━━━━━ Excerpted data ━━━━━

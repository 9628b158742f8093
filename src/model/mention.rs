use serde::{Deserialize, Serialize};

/// One medicine mention as extracted from the request input.
///
/// Guardrail stages never mutate a mention in place; each returns a new one.
#[derive(Debug, Clone, PartialEq, Eq, Default, Serialize, Deserialize)]
pub struct ExtractedMention {
    pub raw_input: String,
    pub brand: String,
    pub variant: Option<String>,
    pub generic_name: Option<String>,
    pub strength: Option<String>,
    pub form: Option<String>,
    pub frequency: Option<String>,
}

impl ExtractedMention {
    /// Creates a mention with only the raw input and brand set.
    pub fn new(raw_input: impl Into<String>, brand: impl Into<String>) -> Self {
        Self {
            raw_input: raw_input.into(),
            brand: brand.into(),
            ..Default::default()
        }
    }

    pub fn with_variant(mut self, variant: impl Into<String>) -> Self {
        self.variant = Some(variant.into());
        self
    }

    pub fn with_generic_name(mut self, generic_name: impl Into<String>) -> Self {
        self.generic_name = Some(generic_name.into());
        self
    }

    pub fn with_strength(mut self, strength: impl Into<String>) -> Self {
        self.strength = Some(strength.into());
        self
    }

    pub fn with_form(mut self, form: impl Into<String>) -> Self {
        self.form = Some(form.into());
        self
    }

    pub fn with_frequency(mut self, frequency: impl Into<String>) -> Self {
        self.frequency = Some(frequency.into());
        self
    }

    /// Text used to build the dense and sparse query embeddings.
    pub fn query_text(&self) -> String {
        [
            Some(self.brand.as_str()),
            self.variant.as_deref(),
            self.generic_name.as_deref(),
        ]
        .into_iter()
        .flatten()
        .map(str::trim)
        .filter(|part| !part.is_empty())
        .collect::<Vec<_>>()
        .join(" ")
    }
}
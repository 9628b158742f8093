use thiserror::Error;

#[derive(Debug, Error, Clone, PartialEq, Eq)]
pub enum GuardrailError {
    /// The matched ground-truth record lacks a field a post-match rule reads.
    #[error("ground-truth record '{record_id}' is missing required field '{field}'")]
    MissingRecordField {
        record_id: String,
        field: &'static str,
    },

    /// A combination product was asked to be split into components.
    #[error("record '{record_id}' is a combination product and cannot be split")]
    CombinationLocked { record_id: String },

    #[error("official strength was not injected for record '{record_id}'")]
    StrengthNotInjected { record_id: String },
}
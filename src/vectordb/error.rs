use thiserror::Error;

#[derive(Debug, Error)]
/// Errors returned by vector index operations.
pub enum VectorIndexError {
    /// Could not connect to the Qdrant endpoint.
    #[error("failed to connect to Qdrant at '{url}': {message}")]
    ConnectionFailed {
        /// Endpoint URL.
        url: String,
        /// Error message.
        message: String,
    },

    /// Search failed.
    #[error("failed to search in '{collection}': {message}")]
    SearchFailed {
        /// Collection name.
        collection: String,
        /// Error message.
        message: String,
    },

    /// The index is deliberately or temporarily unreachable.
    #[error("vector index unavailable: {reason}")]
    Unavailable { reason: String },
}
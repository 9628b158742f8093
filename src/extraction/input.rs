use crate::hashing::{Fingerprint, fingerprint_input};

/// Raw request input handed to an extractor.
#[derive(Debug, Clone, PartialEq, Eq)]
pub enum RawInput {
    /// Free prescription text.
    Text(String),
    /// Base64 image or PDF payload.
    Image(String),
}

impl RawInput {
    /// Bytes the content fingerprint is computed over.
    pub fn as_bytes(&self) -> &[u8] {
        match self {
            RawInput::Text(text) => text.as_bytes(),
            RawInput::Image(payload) => payload.as_bytes(),
        }
    }

    pub fn fingerprint(&self) -> Fingerprint {
        fingerprint_input(self.as_bytes())
    }

    pub fn kind(&self) -> &'static str {
        match self {
            RawInput::Text(_) => "text",
            RawInput::Image(_) => "image",
        }
    }
}
//! Read-only ground-truth medicine store.
//!
//! Records and prescriber history are loaded once and never written by the
//! pipeline. [`GroundTruthStore`] is the seam; [`InMemoryGroundTruth`] is the
//! bundled implementation, loaded from a JSON snapshot.

mod error;

#[cfg(test)]
mod tests;

use std::collections::{BTreeMap, HashMap, HashSet};
use std::future::Future;
use std::path::Path;

use serde::Deserialize;
use tracing::{debug, info, warn};

pub use error::StoreError;

use crate::model::MedicineRecord;
use crate::normalize::brand_key;

/// Ground-truth lookups used by retrieval and degraded matching.
pub trait GroundTruthStore: Send + Sync {
    /// Fetches a record by id (`RecordNotFound` if absent).
    fn lookup_record(
        &self,
        id: &str,
    ) -> impl Future<Output = Result<MedicineRecord, StoreError>> + Send;

    /// Record ids the prescriber has dispensed before.
    fn lookup_priors(
        &self,
        prescriber_id: &str,
    ) -> impl Future<Output = Result<HashSet<String>, StoreError>> + Send;

    /// Every record whose [`brand_key`] equals `key`. Never truncated.
    fn lookup_brand(
        &self,
        key: &str,
    ) -> impl Future<Output = Result<Vec<MedicineRecord>, StoreError>> + Send;

    /// Records whose brand or generic name contains `term` (case-insensitive).
    fn search_text(
        &self,
        term: &str,
        limit: usize,
    ) -> impl Future<Output = Result<Vec<MedicineRecord>, StoreError>> + Send;
}

#[derive(Debug, Deserialize)]
struct PrescriberHistoryRow {
    prescriber_id: String,
    record_id: String,
}

#[derive(Debug, Deserialize)]
struct Snapshot {
    records: Vec<MedicineRecord>,
    #[serde(default)]
    prescriber_history: Vec<PrescriberHistoryRow>,
}

/// In-memory store ordered by record id.
#[derive(Debug, Clone, Default)]
pub struct InMemoryGroundTruth {
    records: BTreeMap<String, MedicineRecord>,
    priors: HashMap<String, HashSet<String>>,
}

impl InMemoryGroundTruth {
    pub fn new(records: impl IntoIterator<Item = MedicineRecord>) -> Self {
        Self {
            records: records.into_iter().map(|r| (r.id.clone(), r)).collect(),
            priors: HashMap::new(),
        }
    }

    /// Associates a prescriber with a previously dispensed record.
    pub fn with_prior(mut self, prescriber_id: &str, record_id: &str) -> Self {
        self.priors
            .entry(prescriber_id.to_string())
            .or_default()
            .insert(record_id.to_string());
        self
    }

    /// Parses a snapshot: `{"records": [...], "prescriber_history": [{"prescriber_id", "record_id"}]}`.
    pub fn from_json_str(json: &str) -> Result<Self, serde_json::Error> {
        let snapshot: Snapshot = serde_json::from_str(json)?;
        let mut store = Self::new(snapshot.records);
        for row in snapshot.prescriber_history {
            store = store.with_prior(&row.prescriber_id, &row.record_id);
        }
        Ok(store)
    }

    pub fn from_json_file(path: &Path) -> Result<Self, StoreError> {
        let json = std::fs::read_to_string(path)?;
        let store = Self::from_json_str(&json).map_err(|e| StoreError::Load {
            path: path.to_path_buf(),
            reason: e.to_string(),
        })?;

        for record in store.records.values() {
            if let Err(e) = record.ensure_complete() {
                warn!(record_id = %record.id, error = %e, "Incomplete ground-truth record loaded");
            }
        }

        info!(
            path = %path.display(),
            records = store.records.len(),
            prescribers = store.priors.len(),
            "Ground truth loaded"
        );
        Ok(store)
    }

    pub fn len(&self) -> usize {
        self.records.len()
    }

    pub fn is_empty(&self) -> bool {
        self.records.is_empty()
    }

    pub fn records(&self) -> impl Iterator<Item = &MedicineRecord> {
        self.records.values()
    }
}

impl GroundTruthStore for InMemoryGroundTruth {
    async fn lookup_record(&self, id: &str) -> Result<MedicineRecord, StoreError> {
        self.records
            .get(id)
            .cloned()
            .ok_or_else(|| StoreError::RecordNotFound { id: id.to_string() })
    }

    async fn lookup_priors(&self, prescriber_id: &str) -> Result<HashSet<String>, StoreError> {
        Ok(self.priors.get(prescriber_id).cloned().unwrap_or_default())
    }

    async fn lookup_brand(&self, key: &str) -> Result<Vec<MedicineRecord>, StoreError> {
        let key = brand_key(key);
        if key.is_empty() {
            return Ok(Vec::new());
        }

        Ok(self
            .records
            .values()
            .filter(|r| brand_key(&r.brand_name) == key)
            .cloned()
            .collect())
    }

    async fn search_text(
        &self,
        term: &str,
        limit: usize,
    ) -> Result<Vec<MedicineRecord>, StoreError> {
        let needle = term.trim().to_lowercase();
        if needle.is_empty() {
            return Ok(Vec::new());
        }

        let matches: Vec<MedicineRecord> = self
            .records
            .values()
            .filter(|r| {
                r.brand_name.to_lowercase().contains(&needle)
                    || r.generic_name.to_lowercase().contains(&needle)
            })
            .take(limit)
            .cloned()
            .collect();

        debug!(term = %needle, matches = matches.len(), "Ground-truth text search");
        Ok(matches)
    }
}
//! Boundary validation for extraction payloads.
//!
//! External extractors return loosely-typed JSON. It is validated here into
//! [`ExtractedMention`]; nothing downstream sees the raw payload.

use serde::{Deserialize, Deserializer};
use serde_json::Value;

use super::ExtractionError;
use crate::model::ExtractedMention;
use crate::normalize::collapse_whitespace;

/// One medicine as reported by an extractor.
#[derive(Debug, Clone, Default, PartialEq, Deserialize)]
pub struct ExtractionPayload {
    #[serde(default, alias = "brand_name", deserialize_with = "lenient_string")]
    pub brand: Option<String>,
    #[serde(default, alias = "brand_variant", deserialize_with = "lenient_string")]
    pub variant: Option<String>,
    #[serde(default, deserialize_with = "lenient_string")]
    pub generic_name: Option<String>,
    #[serde(default, deserialize_with = "lenient_string")]
    pub strength: Option<String>,
    #[serde(default, deserialize_with = "lenient_string")]
    pub form: Option<String>,
    #[serde(default, deserialize_with = "lenient_string")]
    pub frequency: Option<String>,
}

#[derive(Deserialize)]
#[serde(untagged)]
enum PayloadBatch {
    Batch { medicines: Vec<ExtractionPayload> },
    Many(Vec<ExtractionPayload>),
    One(ExtractionPayload),
}

/// Accepts strings and numbers (`"variant": 625`); null is unset.
fn lenient_string<'de, D: Deserializer<'de>>(deserializer: D) -> Result<Option<String>, D::Error> {
    match Option::<Value>::deserialize(deserializer)? {
        None | Some(Value::Null) => Ok(None),
        Some(Value::String(s)) => Ok(Some(s)),
        Some(Value::Number(n)) => Ok(Some(n.to_string())),
        Some(Value::Bool(b)) => Ok(Some(b.to_string())),
        Some(other) => Err(serde::de::Error::custom(format!(
            "expected string or number, got {other}"
        ))),
    }
}

fn clean(value: Option<String>) -> Option<String> {
    value
        .map(|v| collapse_whitespace(&v))
        .filter(|v| !v.is_empty())
}

impl ExtractionPayload {
    /// Validates into a mention; `brand` must be present and non-blank.
    pub fn into_mention(self, raw_input: &str) -> Result<ExtractedMention, ExtractionError> {
        let brand = clean(self.brand).ok_or_else(|| ExtractionError::InvalidPayload {
            reason: "missing brand".to_string(),
        })?;

        Ok(ExtractedMention {
            raw_input: raw_input.to_string(),
            brand,
            variant: clean(self.variant),
            generic_name: clean(self.generic_name),
            strength: clean(self.strength),
            form: clean(self.form),
            frequency: clean(self.frequency),
        })
    }
}

/// Parses a single payload, an array, or `{"medicines": [...]}`.
pub fn parse_payloads(json: &str, raw_input: &str) -> Result<Vec<ExtractedMention>, ExtractionError> {
    let batch: PayloadBatch =
        serde_json::from_str(json).map_err(|e| ExtractionError::InvalidPayload {
            reason: e.to_string(),
        })?;

    let payloads = match batch {
        PayloadBatch::Batch { medicines } | PayloadBatch::Many(medicines) => medicines,
        PayloadBatch::One(payload) => vec![payload],
    };

    if payloads.is_empty() {
        return Err(ExtractionError::EmptyResult);
    }

    payloads
        .into_iter()
        .map(|p| p.into_mention(raw_input))
        .collect()
}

━━━━━

What the exercise asks – Look through the records for the word "filename". Every line that has it should be copied.

Task solution –
filename src/model/mention.rs
filename src/vectordb/error.rs
filename src/extraction/input.rs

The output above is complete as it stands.